On March 25, 2018, Moussa Tchangari, member of the bureau of the board of Frantz Fanon Foundation and Secretary General of Alternatives Espaces Citoyens, organization member of the International Council of the World Social Forum, was arrested by security forces for calling, with Ali Idrissa, coordinator of the Network of Organizations for Transparency and the budget analysis (ROTAB), Nouhou Arzika, president of the patriotic movement for a responsible citizenship (MPCR) and Lirwana Abdourhamane, lawyer and member of the MPCR, to a day of mobilization for the repeal of the 2018 finance law, denounced as antisocial and unfair. Applying since January 2018, this law favors the establishment of transnational corporations in Niger while citizens are increasingly subject to a tax burden that makes them more precarious.

The Labari press group was raided and closed ; since the court ordered its reopening.

The demonstration, following several others that have always been peaceful and without any violence, has been banned for security reasons ; yet the Constitution of 25 November 2010 guarantees freedom of association, assembly, procession and demonstration under the conditions defined by the law (article 32) but the same day, the presidential party, PNDS Tareyya, held its congress in Niamey.

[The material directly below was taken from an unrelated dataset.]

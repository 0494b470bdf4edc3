pub mod config;

pub use config::{AgentConfig, CollectorConfig};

Moussa Tchangari, Ali Idrissa, Nouhou Arzika and Lirwana Abdourhamane, although not participating in the march, remain incarcerated and are accused, by the Tribunal de Grande Instance of Niamey, of having organized this demonstration, complicity of act violence, aggression and destruction of public property.

The arrest of members of the social movement and the sending of some of them, including Moussa Tchangari, to prisons far more than 100 km from the capital but also in areas where the state of emergency prevails and have been the target of several extremist attacks, mark a new stage in the authoritarian drift of the Nigerian government, including the violation of certain fundamental rights and the refusal to listen to the voice of the Nigerian people.

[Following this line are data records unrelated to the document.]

//! End-to-end tests driving the dispatcher over loopback TCP.
//!
//! Distinct agent identities use distinct loopback addresses (127.0.0.1,
//! 127.0.0.2, ...), which Linux accepts without configuration, so the
//! peer-address matching path is exercised for real.

use std::net::{IpAddr, SocketAddr};
use std::path::Path;
use std::sync::Arc;

use tokio::io::AsyncWriteExt;
use tokio::net::{TcpListener, TcpSocket, TcpStream};

use crate::codec::packet::{encode, CaptureInfo};
use crate::codec::wire::{read_control, write_control, write_frame, ControlMessage, FrameKind};
use crate::collector::Dispatcher;
use crate::configuration::CollectorConfig;
use crate::registry::{EndpointInfo, EndpointRegistry};

async fn start_collector(output_dir: &Path) -> (SocketAddr, Arc<EndpointRegistry>) {
    let registry = Arc::new(EndpointRegistry::new());
    let config = CollectorConfig {
        output_dir: output_dir.to_path_buf(),
        handshake_timeout_secs: 5,
        ..Default::default()
    };
    let listener = TcpListener::bind("127.0.0.1:0").await.unwrap();
    let addr = listener.local_addr().unwrap();

    let dispatcher = Dispatcher::new(config, registry.clone());
    tokio::spawn(async move {
        let _ = dispatcher.serve(listener).await;
    });

    (addr, registry)
}

async fn connect_from(source: &str, collector: SocketAddr) -> TcpStream {
    let socket = TcpSocket::new_v4().unwrap();
    let ip: IpAddr = source.parse().unwrap();
    socket.bind(SocketAddr::new(ip, 0)).unwrap();
    socket.connect(collector).await.unwrap()
}

async fn register(collector: SocketAddr, ip: &str, hostname: &str) {
    let mut stream = TcpStream::connect(collector).await.unwrap();
    write_control(
        &mut stream,
        &ControlMessage::Register {
            info: EndpointInfo {
                ip_address: ip.to_string(),
                hostname: hostname.to_string(),
                interface: "eth0".to_string(),
            },
        },
    )
    .await
    .unwrap();
    assert_eq!(
        read_control(&mut stream).await.unwrap(),
        Some(ControlMessage::Ack)
    );
}

/// Opens a capture stream from `source`, expects the collector to accept.
async fn open_capture(source: &str, collector: SocketAddr) -> TcpStream {
    let mut stream = connect_from(source, collector).await;
    write_control(&mut stream, &ControlMessage::StartCapture)
        .await
        .unwrap();
    assert_eq!(
        read_control(&mut stream).await.unwrap(),
        Some(ControlMessage::Ack)
    );
    stream
}

async fn send_packet(stream: &mut TcpStream, payload: &[u8]) {
    let info = CaptureInfo {
        timestamp: chrono::Utc::now(),
        capture_length: payload.len() as u32,
        original_length: payload.len() as u32,
    };
    let record = encode(payload.to_vec(), &info).unwrap();
    write_frame(stream, FrameKind::Packet, &record.to_wire())
        .await
        .unwrap();
}

/// Shuts the write half down and waits for the collector's terminal ack,
/// which guarantees the session is closed and the file flushed.
async fn finish_capture(mut stream: TcpStream) {
    stream.shutdown().await.unwrap();
    assert_eq!(
        read_control(&mut stream).await.unwrap(),
        Some(ControlMessage::Ack)
    );
}

fn trace_file_for(dir: &Path, base: &str) -> std::path::PathBuf {
    let mut matches: Vec<_> = std::fs::read_dir(dir)
        .unwrap()
        .map(|entry| entry.unwrap().path())
        .filter(|path| {
            path.file_name()
                .and_then(|name| name.to_str())
                .is_some_and(|name| name.starts_with(base))
        })
        .collect();
    assert_eq!(matches.len(), 1, "expected one trace file for {}", base);
    matches.pop().unwrap()
}

/// Splits a pcap file into its record payloads.
fn pcap_payloads(bytes: &[u8]) -> Vec<Vec<u8>> {
    assert_eq!(&bytes[0..4], &0xa1b2_c3d4u32.to_le_bytes());
    let mut payloads = Vec::new();
    let mut offset = 24;
    while offset < bytes.len() {
        let incl_len =
            u32::from_le_bytes(bytes[offset + 8..offset + 12].try_into().unwrap()) as usize;
        payloads.push(bytes[offset + 16..offset + 16 + incl_len].to_vec());
        offset += 16 + incl_len;
    }
    payloads
}

#[tokio::test]
async fn test_register_stream_and_reconstruct() {
    let dir = tempfile::tempdir().unwrap();
    let (collector, registry) = start_collector(dir.path()).await;

    register(collector, "127.0.0.1", "alpha").await;

    let mut stream = open_capture("127.0.0.1", collector).await;
    let payloads: Vec<Vec<u8>> = (1u8..=5).map(|i| vec![i; 10 + i as usize]).collect();
    for payload in &payloads {
        send_packet(&mut stream, payload).await;
    }
    finish_capture(stream).await;

    let endpoint = registry.lookup("127.0.0.1").unwrap();
    assert_eq!(endpoint.packet_count, 5);
    assert!(!endpoint.streaming_now);

    let path = trace_file_for(dir.path(), "alpha-(127.0.0.1)");
    let written = pcap_payloads(&std::fs::read(path).unwrap());
    assert_eq!(written, payloads);
}

#[tokio::test]
async fn test_unregistered_endpoint_is_refused() {
    let dir = tempfile::tempdir().unwrap();
    let (collector, _registry) = start_collector(dir.path()).await;

    let mut stream = TcpStream::connect(collector).await.unwrap();
    write_control(&mut stream, &ControlMessage::StartCapture)
        .await
        .unwrap();

    match read_control(&mut stream).await.unwrap() {
        Some(ControlMessage::Refuse { reason }) => {
            assert!(reason.contains("No registered endpoint"));
        }
        other => panic!("expected refusal, got {:?}", other),
    }
}

#[tokio::test]
async fn test_duplicate_session_refused_while_first_active() {
    let dir = tempfile::tempdir().unwrap();
    let (collector, _registry) = start_collector(dir.path()).await;

    register(collector, "127.0.0.1", "alpha").await;
    let first = open_capture("127.0.0.1", collector).await;

    let mut second = TcpStream::connect(collector).await.unwrap();
    write_control(&mut second, &ControlMessage::StartCapture)
        .await
        .unwrap();
    match read_control(&mut second).await.unwrap() {
        Some(ControlMessage::Refuse { reason }) => {
            assert!(reason.contains("already has an active session"));
        }
        other => panic!("expected refusal, got {:?}", other),
    }

    // once the first stream ends the slot frees up again
    finish_capture(first).await;
    let third = open_capture("127.0.0.1", collector).await;
    finish_capture(third).await;
}

#[tokio::test]
async fn test_concurrent_agents_write_independent_files() {
    let dir = tempfile::tempdir().unwrap();
    let (collector, registry) = start_collector(dir.path()).await;

    register(collector, "127.0.0.1", "alpha").await;
    register(collector, "127.0.0.2", "bravo").await;

    let alpha = async {
        let mut stream = open_capture("127.0.0.1", collector).await;
        for _ in 0..5 {
            send_packet(&mut stream, &[0xAA; 32]).await;
        }
        finish_capture(stream).await;
    };
    let bravo = async {
        let mut stream = open_capture("127.0.0.2", collector).await;
        for _ in 0..3 {
            send_packet(&mut stream, &[0xBB; 48]).await;
        }
        finish_capture(stream).await;
    };
    tokio::join!(alpha, bravo);

    assert_eq!(registry.lookup("127.0.0.1").unwrap().packet_count, 5);
    assert_eq!(registry.lookup("127.0.0.2").unwrap().packet_count, 3);

    let alpha_payloads = pcap_payloads(
        &std::fs::read(trace_file_for(dir.path(), "alpha-(127.0.0.1)")).unwrap(),
    );
    let bravo_payloads = pcap_payloads(
        &std::fs::read(trace_file_for(dir.path(), "bravo-(127.0.0.2)")).unwrap(),
    );

    assert_eq!(alpha_payloads.len(), 5);
    assert!(alpha_payloads.iter().all(|p| p == &vec![0xAA; 32]));
    assert_eq!(bravo_payloads.len(), 3);
    assert!(bravo_payloads.iter().all(|p| p == &vec![0xBB; 48]));
}

#[tokio::test]
async fn test_malformed_record_does_not_end_session() {
    let dir = tempfile::tempdir().unwrap();
    let (collector, registry) = start_collector(dir.path()).await;

    register(collector, "127.0.0.1", "alpha").await;
    let mut stream = open_capture("127.0.0.1", collector).await;

    for i in 0..10u8 {
        if i == 5 {
            // packet frame whose payload is not a valid record
            write_frame(&mut stream, FrameKind::Packet, b"garbage")
                .await
                .unwrap();
        } else {
            send_packet(&mut stream, &[i; 8]).await;
        }
    }
    finish_capture(stream).await;

    assert_eq!(registry.lookup("127.0.0.1").unwrap().packet_count, 9);
    let path = trace_file_for(dir.path(), "alpha-(127.0.0.1)");
    assert_eq!(pcap_payloads(&std::fs::read(path).unwrap()).len(), 9);
}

The ban on this demonstration shows once again that some States favor the establishment of security policies rather than comply with their obligations contained in the provisions of the Universal Declaration of Human Rights and in the regional and international instruments they have ratified. Therefore, they do not hesitate to criminalize members of the social movement fighting for fundamental rights.

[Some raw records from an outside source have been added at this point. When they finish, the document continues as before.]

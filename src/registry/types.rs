use serde::{Deserialize, Serialize};

/// Identity an agent announces at registration time.
#[derive(Debug, Clone, PartialEq, Eq, Serialize, Deserialize)]
pub struct EndpointInfo {
    pub ip_address: String,
    pub hostname: String,
    pub interface: String,
}

/// Collector-side record of one agent, keyed by its network address.
///
/// Owned by the [`EndpointRegistry`](super::EndpointRegistry); everything
/// handed out is a snapshot clone, never a live reference.
#[derive(Debug, Clone, PartialEq, Eq, Serialize)]
pub struct Endpoint {
    pub hostname: String,
    pub ip_address: String,
    /// Source interface on the agent, informational only.
    pub interface: String,
    /// Base name for this endpoint's trace files.
    pub trace_file_base: String,
    /// Cumulative packets written across all sessions of this endpoint.
    pub packet_count: u64,
    pub streaming_now: bool,
}

impl Endpoint {
    pub fn from_info(info: &EndpointInfo) -> Self {
        Endpoint {
            hostname: info.hostname.clone(),
            ip_address: info.ip_address.clone(),
            interface: info.interface.clone(),
            trace_file_base: format!(
                "{}-({})",
                file_safe(&info.hostname),
                file_safe(&info.ip_address)
            ),
            packet_count: 0,
            streaming_now: false,
        }
    }
}

/// Agent-supplied identity goes into trace-file names; anything that could
/// act as a path separator or component must not survive.
fn file_safe(name: &str) -> String {
    name.chars()
        .map(|c| match c {
            'a'..='z' | 'A'..='Z' | '0'..='9' | '-' | '_' | '.' => c,
            _ => '_',
        })
        .collect()
}

#[cfg(test)]
mod tests {
    use super::*;

    fn info(hostname: &str, ip: &str) -> EndpointInfo {
        EndpointInfo {
            ip_address: ip.to_string(),
            hostname: hostname.to_string(),
            interface: "eth0".to_string(),
        }
    }

    #[test]
    fn test_trace_file_base_keeps_plain_hostnames() {
        let endpoint = Endpoint::from_info(&info("sensor-01.lan", "10.0.0.7"));
        assert_eq!(endpoint.trace_file_base, "sensor-01.lan-(10.0.0.7)");
    }

    #[test]
    fn test_trace_file_base_strips_path_separators() {
        let endpoint = Endpoint::from_info(&info("../../etc/passwd", "10.0.0.7"));

        assert!(!endpoint.trace_file_base.contains('/'));
        assert!(!endpoint.trace_file_base.contains('\\'));
        assert_eq!(endpoint.trace_file_base, ".._.._etc_passwd-(10.0.0.7)");
        // the announced hostname itself is kept verbatim
        assert_eq!(endpoint.hostname, "../../etc/passwd");
    }
}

The Frantz Fanon Foundation is concerned that one of its board members, but also the other members of the social movement, has been arrested in an arbitrary manner and underlines that this is not the first time that Moussa Tchangari has faced accusations based on no evidence and is subject to harassment by police and juridical institution.

This legal harassment as well as police violence against protesters show that the government is only trying to bury and muzzle any opposition to the finance law that will throw more and more Nigerien citizens in a very precarious situation.

The Foundation recall that the authorities from Niger must comply with the provisions of the Declaration on the defenders of human rights, adopted by the UN General Assembly on 9 December 1998 and specifically Article 1, which states that "everyone has the right, individually and in association with others, to promote the protection and realization of all human rights and fundamental freedoms at the national and international levels "and its Article 12.2 which provides that " State take all the necessary measures to ensure that competent authorities protect everyone, individually or in association with others, against any violence, threats,retaliation, de facto or de jure, reprisals, discrimination, pressure or any other arbitrary action as a consequence of legitimate exercise of the rights referred to in the present Declaration".

Aware of the danger that the trivialization of police practices is a burden on the public life of the country, the Frantz Fanon Foundation calls for the release of Moussa Tchangari, Ali Idrissa, Nouhou Arzika, and Lirwana Abdourhamane, and the abandonment of all charges weighing against them.